Osney Street was our “upgrade project” — moving from early developments into the Ivanhoe market. But instead of a smooth transition, the timing placed us right in the middle of COVID: rising construction costs, disappearing trades, uncertain house prices, and no clear picture of where the economy was heading. Selling the site was one option; waiting was another. But one truth guided us: building costs never go backwards. So we pushed forward.

Designing Forward, Even When Times Don’t

The team around us changed almost overnight. Our builder — reliable, steady, someone we had great success with — retired suddenly due to COVID. The estate agent who previously gave us excellent results became too busy. We had to start again: re-evaluate builders, analyse capability properly, step deeper into design, and protect the project from the cost blowouts that hit so many developments at the time. Even after signing a contract that already felt high, costs continued rising through construction, creating months of negotiation and discomfort — but we held the line and kept the project moving, finished at a price now seems cheap.

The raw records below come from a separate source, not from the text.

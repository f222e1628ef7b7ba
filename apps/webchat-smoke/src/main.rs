use std::{env, time::Duration};

use tracing_subscriber::EnvFilter;
use webchat_client::WebchatClient;
use webchat_core::{ConnectOn, WebchatConfig, WebchatEvent};

const DEFAULT_FILTER: &str = "info,webchat_client=debug,webchat_socket=debug";

/// Initialize tracing with severity gating from the environment.
///
/// Precedence: `RUST_LOG`, then `WEBCHAT_LOG`, then the internal default.
fn init_logging() {
    let filter = EnvFilter::try_from_default_env()
        .or_else(|_| {
            env::var("WEBCHAT_LOG")
                .ok()
                .filter(|value| !value.trim().is_empty())
                .map(EnvFilter::try_new)
                .unwrap_or_else(|| EnvFilter::try_new(DEFAULT_FILTER))
        })
        .unwrap_or_else(|_| EnvFilter::new(DEFAULT_FILTER));

    let _ = tracing_subscriber::fmt()
        .with_target(true)
        .with_env_filter(filter)
        .try_init();
}

#[tokio::main]
async fn main() {
    init_logging();

    let Some(socket_url) = env::var("WEBCHAT_SOCKET_URL").ok() else {
        println!("Set WEBCHAT_SOCKET_URL and WEBCHAT_CHANNEL_UUID to run the live smoke.");
        println!("Optional: WEBCHAT_HOST, WEBCHAT_TOKEN, WEBCHAT_TEXT.");
        return;
    };
    let channel_uuid = env::var("WEBCHAT_CHANNEL_UUID").unwrap_or_default();

    let mut config = WebchatConfig::new(socket_url, channel_uuid);
    config.host = env::var("WEBCHAT_HOST").unwrap_or_default();
    config.session_token = env::var("WEBCHAT_TOKEN").ok();
    config.connect_on = ConnectOn::Manual;

    let client = match WebchatClient::new(config) {
        Ok(client) => client,
        Err(err) => {
            eprintln!("Failed to initialize client: {err}");
            std::process::exit(1);
        }
    };

    let mut events = client.subscribe();
    if let Err(err) = client.connect().await {
        eprintln!("Failed to connect: {err}");
        std::process::exit(1);
    }
    println!(
        "Connected as {}",
        client.session_id().unwrap_or_else(|| "<no session>".to_owned())
    );

    if let Ok(text) = env::var("WEBCHAT_TEXT") {
        let message = client.send_text(text).await.expect("smoke send failed");
        println!("Sent message {} ({:?})", message.id, message.status);
    }

    // Echo events for a short observation window, then shut down.
    let window = tokio::time::sleep(Duration::from_secs(15));
    tokio::pin!(window);
    loop {
        tokio::select! {
            _ = &mut window => break,
            event = events.recv() => match event {
                Ok(WebchatEvent::StateChanged { .. }) => {}
                Ok(event) => println!("event: {}", event.name()),
                Err(_) => break,
            }
        }
    }

    client.destroy();
    println!("Done.");
}
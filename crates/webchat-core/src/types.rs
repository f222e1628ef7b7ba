use std::time::{SystemTime, UNIX_EPOCH};

use serde::{Deserialize, Serialize};
use serde_json::Value;

/// Milliseconds since the Unix epoch.
pub fn now_ms() -> u64 {
    SystemTime::now()
        .duration_since(UNIX_EPOCH)
        .map(|duration| duration.as_millis() as u64)
        .unwrap_or(0)
}

#[derive(Debug, Clone, Copy, Serialize, Deserialize, PartialEq, Eq)]
#[serde(rename_all = "snake_case")]
pub enum Direction {
    Incoming,
    Outgoing,
}

/// Delivery status of a message.
///
/// Transitions are monotone along pending → sent → delivered (outgoing) or
/// streaming → delivered (incoming); error is terminal.
#[derive(Debug, Clone, Copy, Serialize, Deserialize, PartialEq, Eq)]
#[serde(rename_all = "snake_case")]
pub enum MessageStatus {
    Pending,
    Sent,
    Delivered,
    Streaming,
    Error,
}

impl MessageStatus {
    fn rank(self) -> u8 {
        match self {
            Self::Pending => 0,
            Self::Sent | Self::Streaming => 1,
            Self::Delivered => 2,
            Self::Error => 3,
        }
    }

    /// Whether `next` is a legal forward step from this status.
    pub fn can_advance_to(self, next: MessageStatus) -> bool {
        if self == next || self == Self::Error || self == Self::Delivered {
            return false;
        }
        next.rank() > self.rank()
    }
}

/// Lifecycle state of the transport connection.
#[derive(Debug, Clone, Copy, Serialize, Deserialize, PartialEq, Eq)]
#[serde(rename_all = "snake_case")]
pub enum ConnectionStatus {
    Disconnected,
    Connecting,
    Connected,
    Reconnecting,
    Error,
}

/// Call-to-action URL button on an interactive message.
#[derive(Debug, Clone, Serialize, Deserialize, PartialEq)]
pub struct CtaUrl {
    pub display_text: String,
    pub url: String,
}

#[derive(Debug, Clone, Serialize, Deserialize, PartialEq)]
pub struct ListOption {
    pub title: String,
    #[serde(default, skip_serializing_if = "Option::is_none")]
    pub description: Option<String>,
}

/// Option list attached to an interactive message.
#[derive(Debug, Clone, Serialize, Deserialize, PartialEq)]
pub struct ListContent {
    pub button: String,
    #[serde(default)]
    pub options: Vec<ListOption>,
}

/// Structured extensions of an interactive message.
#[derive(Debug, Clone, Default, Serialize, Deserialize, PartialEq)]
pub struct InteractiveContent {
    #[serde(default, skip_serializing_if = "Option::is_none")]
    pub header: Option<String>,
    #[serde(default, skip_serializing_if = "Option::is_none")]
    pub body: Option<String>,
    #[serde(default, skip_serializing_if = "Option::is_none")]
    pub footer: Option<String>,
    #[serde(default, skip_serializing_if = "Option::is_none")]
    pub cta_url: Option<CtaUrl>,
    #[serde(default, skip_serializing_if = "Option::is_none")]
    pub list: Option<ListContent>,
}

#[derive(Debug, Clone, Serialize, Deserialize, PartialEq)]
pub struct OrderItem {
    pub product_retailer_id: String,
    pub quantity: u32,
    pub item_price: f64,
    pub currency: String,
}

#[derive(Debug, Clone, Serialize, Deserialize, PartialEq)]
pub struct OrderContent {
    pub product_items: Vec<OrderItem>,
}

/// Closed sum of message payloads. Normalization into this type happens
/// once, at the processor boundary; everything downstream consumes it.
#[derive(Debug, Clone, Serialize, Deserialize, PartialEq)]
#[serde(tag = "type", rename_all = "snake_case")]
pub enum MessageContent {
    Text {
        text: String,
        #[serde(default, skip_serializing_if = "Option::is_none")]
        quick_replies: Option<Vec<String>>,
    },
    Image {
        media: String,
        #[serde(default, skip_serializing_if = "Option::is_none")]
        text: Option<String>,
    },
    Video {
        media: String,
        #[serde(default, skip_serializing_if = "Option::is_none")]
        text: Option<String>,
    },
    Audio {
        media: String,
    },
    File {
        media: String,
        #[serde(default, skip_serializing_if = "Option::is_none")]
        text: Option<String>,
    },
    Location {
        latitude: f64,
        longitude: f64,
    },
    Interactive {
        interactive: InteractiveContent,
    },
    Order {
        order: OrderContent,
    },
    SetCustomField {
        key: String,
        value: String,
    },
}

impl MessageContent {
    pub fn text(text: impl Into<String>) -> Self {
        Self::Text {
            text: text.into(),
            quick_replies: None,
        }
    }

    /// Stable name of the payload kind.
    pub fn kind(&self) -> &'static str {
        match self {
            Self::Text { .. } => "text",
            Self::Image { .. } => "image",
            Self::Video { .. } => "video",
            Self::Audio { .. } => "audio",
            Self::File { .. } => "file",
            Self::Location { .. } => "location",
            Self::Interactive { .. } => "interactive",
            Self::Order { .. } => "order",
            Self::SetCustomField { .. } => "set_custom_field",
        }
    }
}

/// Patch applied to an existing message in the conversation view.
#[derive(Debug, Clone, Default, Serialize, Deserialize, PartialEq)]
pub struct MessagePatch {
    #[serde(default, skip_serializing_if = "Option::is_none")]
    pub text: Option<String>,
    #[serde(default, skip_serializing_if = "Option::is_none")]
    pub status: Option<MessageStatus>,
    #[serde(default, skip_serializing_if = "Option::is_none")]
    pub timestamp: Option<u64>,
}

impl MessagePatch {
    pub fn status(status: MessageStatus) -> Self {
        Self {
            status: Some(status),
            ..Self::default()
        }
    }

    pub fn streaming_text(text: impl Into<String>, timestamp: u64) -> Self {
        Self {
            text: Some(text.into()),
            status: Some(MessageStatus::Streaming),
            timestamp: Some(timestamp),
        }
    }
}

/// A single conversation entry.
#[derive(Debug, Clone, Serialize, Deserialize, PartialEq)]
pub struct Message {
    pub id: String,
    #[serde(flatten)]
    pub content: MessageContent,
    pub timestamp: u64,
    pub direction: Direction,
    pub status: MessageStatus,
    #[serde(default, skip_serializing_if = "Option::is_none")]
    pub metadata: Option<Value>,
}

impl Message {
    pub fn new(
        id: impl Into<String>,
        content: MessageContent,
        direction: Direction,
        status: MessageStatus,
    ) -> Self {
        Self {
            id: id.into(),
            content,
            timestamp: now_ms(),
            direction,
            status,
            metadata: None,
        }
    }

    /// Text body, for payload kinds that carry one.
    pub fn text(&self) -> Option<&str> {
        match &self.content {
            MessageContent::Text { text, .. } => Some(text),
            MessageContent::Image { text, .. }
            | MessageContent::Video { text, .. }
            | MessageContent::File { text, .. } => text.as_deref(),
            _ => None,
        }
    }

    /// Apply a patch, honoring the status lattice. Returns whether anything
    /// changed; status regressions are silently ignored.
    pub fn apply_patch(&mut self, patch: &MessagePatch) -> bool {
        let mut changed = false;

        if let Some(text) = &patch.text
            && self.text() != Some(text.as_str())
        {
            match &mut self.content {
                MessageContent::Text { text: current, .. } => {
                    *current = text.clone();
                    changed = true;
                }
                MessageContent::Image { text: current, .. }
                | MessageContent::Video { text: current, .. }
                | MessageContent::File { text: current, .. } => {
                    *current = Some(text.clone());
                    changed = true;
                }
                _ => {}
            }
        }

        if let Some(status) = patch.status
            && self.status.can_advance_to(status)
        {
            self.status = status;
            changed = true;
        }

        if let Some(timestamp) = patch.timestamp
            && self.timestamp != timestamp
        {
            self.timestamp = timestamp;
            changed = true;
        }

        changed
    }
}

/// Session identity and freshness bookkeeping, without the conversation.
#[derive(Debug, Clone, Serialize, Deserialize, PartialEq)]
#[serde(rename_all = "camelCase")]
pub struct SessionInfo {
    pub id: String,
    pub created_at: u64,
    pub last_activity: u64,
    #[serde(default, skip_serializing_if = "Option::is_none")]
    pub last_message_sent_at: Option<u64>,
    #[serde(default)]
    pub metadata: serde_json::Map<String, Value>,
}

/// Persisted session: identity plus the conversation log.
#[derive(Debug, Clone, Serialize, Deserialize, PartialEq)]
pub struct Session {
    #[serde(flatten)]
    pub info: SessionInfo,
    #[serde(default)]
    pub conversation: Vec<Message>,
}

impl Session {
    pub fn new(id: impl Into<String>, now: u64) -> Self {
        Self {
            info: SessionInfo {
                id: id.into(),
                created_at: now,
                last_activity: now,
                last_message_sent_at: None,
                metadata: serde_json::Map::new(),
            },
            conversation: Vec::new(),
        }
    }
}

The site itself had challenges too, including its frontage to the Road Zone. We worked closely with Council to shape solutions that balanced constraints with a strong architectural outcome. When the house was finally built, it stood as a mix of persistence, strategy, and resilience. With the market still uncertain, we kept our options open: sell if prices were right, or hold and live in it if they weren’t. Today, the home is both our residence and our office — a symbol of lessons learned, decisions made under pressure, and what it means to see a project through even when the path isn’t easy.